Open a separate business checking account. Many small business owners don't realize the complications that can arise from using their personal checking account to pay for business expenses. If business expenses are mixed in with personal expenses, the IRS may disallow them.

When you set up a business checking account at the bank, be prepared to submit either your social security number (SSN) or an employer identification number (EIN). Your SSN will do if you plan on establishing a sole proprietorship and do not have employees or a retirement plan. If you plan on operating a partnership or corporation, you'll need to submit an EIN.

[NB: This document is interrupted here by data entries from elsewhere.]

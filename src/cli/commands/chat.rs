//! Interactive recommendation chat.

use crate::cli::preflight::{self, Operation};
use crate::cli::Output;
use crate::config::Settings;
use crate::engine::RecommendEngine;
use crate::error::Result;
use crate::session::Session;
use console::style;
use std::io::{self, BufRead, Write};

/// Run the interactive chat command.
pub async fn run_chat(model: Option<String>, mut settings: Settings) -> Result<()> {
    // Pre-flight checks
    if let Err(e) = preflight::check(Operation::Recommend, &settings) {
        Output::error(&format!("{}", e));
        Output::info("Run 'cinemind doctor' for detailed diagnostics.");
        return Err(e);
    }

    if let Some(model) = model {
        settings.generation.model = model;
    }

    let spinner = Output::spinner("Loading movie corpus...");
    let index = super::load_index(&settings).await?;
    spinner.finish_and_clear();

    let engine = RecommendEngine::new(&settings, index)?;
    let mut session = Session::new();

    println!("\n{}", style("CineMind Chat").bold().cyan());
    println!(
        "{}\n",
        style("Ask for movie recommendations, or 'exit' to quit. Use 'clear' to start over.")
            .dim()
    );

    let stdin = io::stdin();
    let mut stdout = io::stdout();

    loop {
        print!("{} ", style("You:").green().bold());
        stdout.flush()?;

        let mut input = String::new();
        if stdin.lock().read_line(&mut input)? == 0 {
            break;
        }

        let input = input.trim();

        if input.is_empty() {
            continue;
        }

        if input.eq_ignore_ascii_case("exit") || input.eq_ignore_ascii_case("quit") {
            Output::info("Goodbye!");
            break;
        }

        if input.eq_ignore_ascii_case("clear") {
            session = Session::new();
            Output::info("Session cleared.");
            continue;
        }

        let spinner = Output::spinner("CineMind is thinking...");
        let result = engine.run_turn(&mut session, input).await;
        spinner.finish_and_clear();

        match result {
            Ok(turn) => {
                println!("\n{} {}\n", style("CineMind:").cyan().bold(), turn.text);
                for movie in &turn.movies {
                    Output::movie_card(movie);
                }
                if !turn.movies.is_empty() {
                    println!();
                }
            }
            Err(e) => {
                Output::error(&format!("Error: {}", e));
            }
        }
    }

    Ok(())
}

Keep track of expenses you incur before you start your business. Expenses incurred once you decide to start a business, but before business operations actually begin, are deductible up to $5,000 in the first year of business. The rest is deductible over 180-month period after your business opens its doors.

Tax Tips Small Business

  • Turning Interest Payments Into Tax Deductions

    Make interest payments work for you, not against you

    You can deduct business-related interest on your business return if you used the borrowed funds to purchase business supplies, equipment, services, etc. Co-mingling business and personal expenses makes it difficult to determine what amount of the interest is business versus personal. If this happens, the IRS may consider the entire amount as nondeductible personal interest and disallow the deduction. Therefore, keep all business purchases made with loans and credit cards clearly separate from your personal expenses. Use a separate credit card for your business to make it easier.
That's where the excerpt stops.